// src/db/provider_repo.rs

use crate::{
    common::query::SqlValue,
    db::{
        repository::PgRepository,
        schema::{Column, ColumnKind, Schema},
    },
    models::provider::{CreateProvider, Provider, UpdateProvider},
};

pub struct ProviderSchema;

pub type ProviderRepository = PgRepository<ProviderSchema>;

#[derive(Debug, Clone, Copy, PartialEq, Eq)]
pub enum ProviderColumn {
    Name,
    Phone,
    Status,
}

impl Column for ProviderColumn {
    const ALL: &'static [Self] = &[ProviderColumn::Name, ProviderColumn::Phone, ProviderColumn::Status];

    fn name(self) -> &'static str {
        match self {
            ProviderColumn::Name => "name",
            ProviderColumn::Phone => "phone",
            ProviderColumn::Status => "status",
        }
    }

    fn kind(self) -> ColumnKind {
        match self {
            ProviderColumn::Status => ColumnKind::Integer,
            _ => ColumnKind::Text,
        }
    }
}

impl Schema for ProviderSchema {
    const ENTITY: &'static str = "Provider";
    const TABLE: &'static str = "provider";

    const SELECT_COLUMNS: &'static str =
        "p.id, p.name, p.phone, p.status, p.created_at, p.updated_at";
    const FROM: &'static str = r#""provider" AS p"#;
    const ID_COLUMN: &'static str = "p.id";
    const SEARCH_COLUMN: &'static str = "p.name";
    const CREATED_AT_COLUMN: &'static str = "p.created_at";

    type Column = ProviderColumn;
    type Record = Provider;
    type Create = CreateProvider;
    type Update = UpdateProvider;

    fn insert_values(input: &CreateProvider) -> Vec<(&'static str, SqlValue)> {
        let mut values = vec![
            ("name", input.name.clone().into()),
            ("phone", input.phone.clone().into()),
        ];
        // Sem status: fica o DEFAULT da coluna
        if let Some(status) = input.status {
            values.push(("status", status.into()));
        }
        values
    }

    fn update_values(input: &UpdateProvider) -> Vec<(&'static str, SqlValue)> {
        vec![
            ("name", input.name.clone().into()),
            ("phone", input.phone.clone().into()),
            ("status", input.status.into()),
        ]
    }
}
// src/common/extract.rs

use axum::{
    extract::{
        rejection::{JsonRejection, PathRejection, QueryRejection},
        FromRequest, FromRequestParts, Path, Query, Request,
    },
    http::request::Parts,
    Json,
};
use serde::de::DeserializeOwned;

use crate::common::error::ApiError;

// Extratores que rejeitam com o nosso ApiError (INVALID_ARGUMENT) em vez do
// texto puro que o axum devolve por padrão.

/// Corpo JSON.
#[derive(Debug, Clone)]
pub struct ApiJson<T>(pub T);

impl<S, T> FromRequest<S> for ApiJson<T>
where
    T: DeserializeOwned,
    S: Send + Sync,
{
    type Rejection = ApiError;

    async fn from_request(req: Request, state: &S) -> Result<Self, Self::Rejection> {
        let Json(value) = Json::<T>::from_request(req, state).await?;
        Ok(ApiJson(value))
    }
}

/// Parâmetros do caminho (`/{id}`).
#[derive(Debug, Clone)]
pub struct ApiPath<T>(pub T);

impl<S, T> FromRequestParts<S> for ApiPath<T>
where
    T: DeserializeOwned + Send,
    S: Send + Sync,
{
    type Rejection = ApiError;

    async fn from_request_parts(parts: &mut Parts, state: &S) -> Result<Self, Self::Rejection> {
        let Path(value) = Path::<T>::from_request_parts(parts, state).await?;
        Ok(ApiPath(value))
    }
}

/// Query string.
#[derive(Debug, Clone)]
pub struct ApiQuery<T>(pub T);

impl<S, T> FromRequestParts<S> for ApiQuery<T>
where
    T: DeserializeOwned,
    S: Send + Sync,
{
    type Rejection = ApiError;

    async fn from_request_parts(parts: &mut Parts, state: &S) -> Result<Self, Self::Rejection> {
        let Query(value) = Query::<T>::from_request_parts(parts, state).await?;
        Ok(ApiQuery(value))
    }
}

impl From<JsonRejection> for ApiError {
    fn from(rejection: JsonRejection) -> Self {
        ApiError::invalid_argument(rejection.body_text())
    }
}

impl From<PathRejection> for ApiError {
    fn from(rejection: PathRejection) -> Self {
        ApiError::invalid_argument(rejection.body_text())
    }
}

impl From<QueryRejection> for ApiError {
    fn from(rejection: QueryRejection) -> Self {
        ApiError::invalid_argument(rejection.body_text())
    }
}

#[cfg(test)]
mod tests {
    use super::*;
    use crate::common::error::Code;
    use axum::body::Body;
    use serde::Deserialize;

    #[derive(Debug, Deserialize)]
    #[serde(rename_all = "camelCase")]
    struct Payload {
        #[allow(dead_code)]
        filial_id: uuid::Uuid,
    }

    #[tokio::test]
    async fn missing_json_field_is_invalid_argument() {
        let req = Request::builder()
            .method("POST")
            .uri("/")
            .header("content-type", "application/json")
            .body(Body::from(r#"{"name":"Store A"}"#))
            .expect("request");

        let err = ApiJson::<Payload>::from_request(req, &()).await.unwrap_err();

        assert_eq!(err.code, Code::InvalidArgument);
        assert!(err.message.contains("filialId"));
    }

    #[tokio::test]
    async fn bad_query_value_is_invalid_argument() {
        #[derive(Debug, Deserialize)]
        struct Paging {
            #[allow(dead_code)]
            limit: Option<i64>,
        }

        let (mut parts, _) = Request::builder()
            .uri("/?limit=abc")
            .body(Body::empty())
            .expect("request")
            .into_parts();

        let err = ApiQuery::<Paging>::from_request_parts(&mut parts, &()).await.unwrap_err();

        assert_eq!(err.code, Code::InvalidArgument);
    }
}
━━━━━━━━━━━━━━━━━━━━━━━━━━━━━━
### WHAT TO WORK ON:
Output all of the listing exactly as written.

### SOLUTION TO THIS TASK:
// src/db/provider_repo.rs

use crate::{
    common::query::SqlValue,
    db::{
        repository::PgRepository,
        schema::{Column, ColumnKind, Schema},
    },
    models::provider::{CreateProvider, Provider, UpdateProvider},
};

pub struct ProviderSchema;

pub type ProviderRepository = PgRepository<ProviderSchema>;

#[derive(Debug, Clone, Copy, PartialEq, Eq)]
pub enum ProviderColumn {
    Name,
    Phone,
    Status,
}

impl Column for ProviderColumn {
    const ALL: &'static [Self] = &[ProviderColumn::Name, ProviderColumn::Phone, ProviderColumn::Status];

    fn name(self) -> &'static str {
        match self {
            ProviderColumn::Name => "name",
            ProviderColumn::Phone => "phone",
            ProviderColumn::Status => "status",
        }
    }

    fn kind(self) -> ColumnKind {
        match self {
            ProviderColumn::Status => ColumnKind::Integer,
            _ => ColumnKind::Text,
        }
    }
}

impl Schema for ProviderSchema {
    const ENTITY: &'static str = "Provider";
    const TABLE: &'static str = "provider";

    const SELECT_COLUMNS: &'static str =
        "p.id, p.name, p.phone, p.status, p.created_at, p.updated_at";
    const FROM: &'static str = r#""provider" AS p"#;
    const ID_COLUMN: &'static str = "p.id";
    const SEARCH_COLUMN: &'static str = "p.name";
    const CREATED_AT_COLUMN: &'static str = "p.created_at";

    type Column = ProviderColumn;
    type Record = Provider;
    type Create = CreateProvider;
    type Update = UpdateProvider;

    fn insert_values(input: &CreateProvider) -> Vec<(&'static str, SqlValue)> {
        let mut values = vec![
            ("name", input.name.clone().into()),
            ("phone", input.phone.clone().into()),
        ];
        // Sem status: fica o DEFAULT da coluna
        if let Some(status) = input.status {
            values.push(("status", status.into()));
        }
        values
    }

    fn update_values(input: &UpdateProvider) -> Vec<(&'static str, SqlValue)> {
        vec![
            ("name", input.name.clone().into()),
            ("phone", input.phone.clone().into()),
            ("status", input.status.into()),
        ]
    }
}
// src/common/extract.rs

use axum::{
    extract::{
        rejection::{JsonRejection, PathRejection, QueryRejection},
        FromRequest, FromRequestParts, Path, Query, Request,
    },
    http::request::Parts,
    Json,
};
use serde::de::DeserializeOwned;

use crate::common::error::ApiError;

// Extratores que rejeitam com o nosso ApiError (INVALID_ARGUMENT) em vez do
// texto puro que o axum devolve por padrão.

/// Corpo JSON.
#[derive(Debug, Clone)]
pub struct ApiJson<T>(pub T);

impl<S, T> FromRequest<S> for ApiJson<T>
where
    T: DeserializeOwned,
    S: Send + Sync,
{
    type Rejection = ApiError;

    async fn from_request(req: Request, state: &S) -> Result<Self, Self::Rejection> {
        let Json(value) = Json::<T>::from_request(req, state).await?;
        Ok(ApiJson(value))
    }
}

/// Parâmetros do caminho (`/{id}`).
#[derive(Debug, Clone)]
pub struct ApiPath<T>(pub T);

impl<S, T> FromRequestParts<S> for ApiPath<T>
where
    T: DeserializeOwned + Send,
    S: Send + Sync,
{
    type Rejection = ApiError;

    async fn from_request_parts(parts: &mut Parts, state: &S) -> Result<Self, Self::Rejection> {
        let Path(value) = Path::<T>::from_request_parts(parts, state).await?;
        Ok(ApiPath(value))
    }
}

/// Query string.
#[derive(Debug, Clone)]
pub struct ApiQuery<T>(pub T);

impl<S, T> FromRequestParts<S> for ApiQuery<T>
where
    T: DeserializeOwned,
    S: Send + Sync,
{
    type Rejection = ApiError;

    async fn from_request_parts(parts: &mut Parts, state: &S) -> Result<Self, Self::Rejection> {
        let Query(value) = Query::<T>::from_request_parts(parts, state).await?;
        Ok(ApiQuery(value))
    }
}

impl From<JsonRejection> for ApiError {
    fn from(rejection: JsonRejection) -> Self {
        ApiError::invalid_argument(rejection.body_text())
    }
}

impl From<PathRejection> for ApiError {
    fn from(rejection: PathRejection) -> Self {
        ApiError::invalid_argument(rejection.body_text())
    }
}

impl From<QueryRejection> for ApiError {
    fn from(rejection: QueryRejection) -> Self {
        ApiError::invalid_argument(rejection.body_text())
    }
}

#[cfg(test)]
mod tests {
    use super::*;
    use crate::common::error::Code;
    use axum::body::Body;
    use serde::Deserialize;

    #[derive(Debug, Deserialize)]
    #[serde(rename_all = "camelCase")]
    struct Payload {
        #[allow(dead_code)]
        filial_id: uuid::Uuid,
    }

    #[tokio::test]
    async fn missing_json_field_is_invalid_argument() {
        let req = Request::builder()
            .method("POST")
            .uri("/")
            .header("content-type", "application/json")
            .body(Body::from(r#"{"name":"Store A"}"#))
            .expect("request");

        let err = ApiJson::<Payload>::from_request(req, &()).await.unwrap_err();

        assert_eq!(err.code, Code::InvalidArgument);
        assert!(err.message.contains("filialId"));
    }

    #[tokio::test]
    async fn bad_query_value_is_invalid_argument() {
        #[derive(Debug, Deserialize)]
        struct Paging {
            #[allow(dead_code)]
            limit: Option<i64>,
        }

        let (mut parts, _) = Request::builder()
            .uri("/?limit=abc")
            .body(Body::empty())
            .expect("request")
            .into_parts();

        let err = ApiQuery::<Paging>::from_request_parts(&mut parts, &()).await.unwrap_err();

        assert_eq!(err.code, Code::InvalidArgument);
    }
}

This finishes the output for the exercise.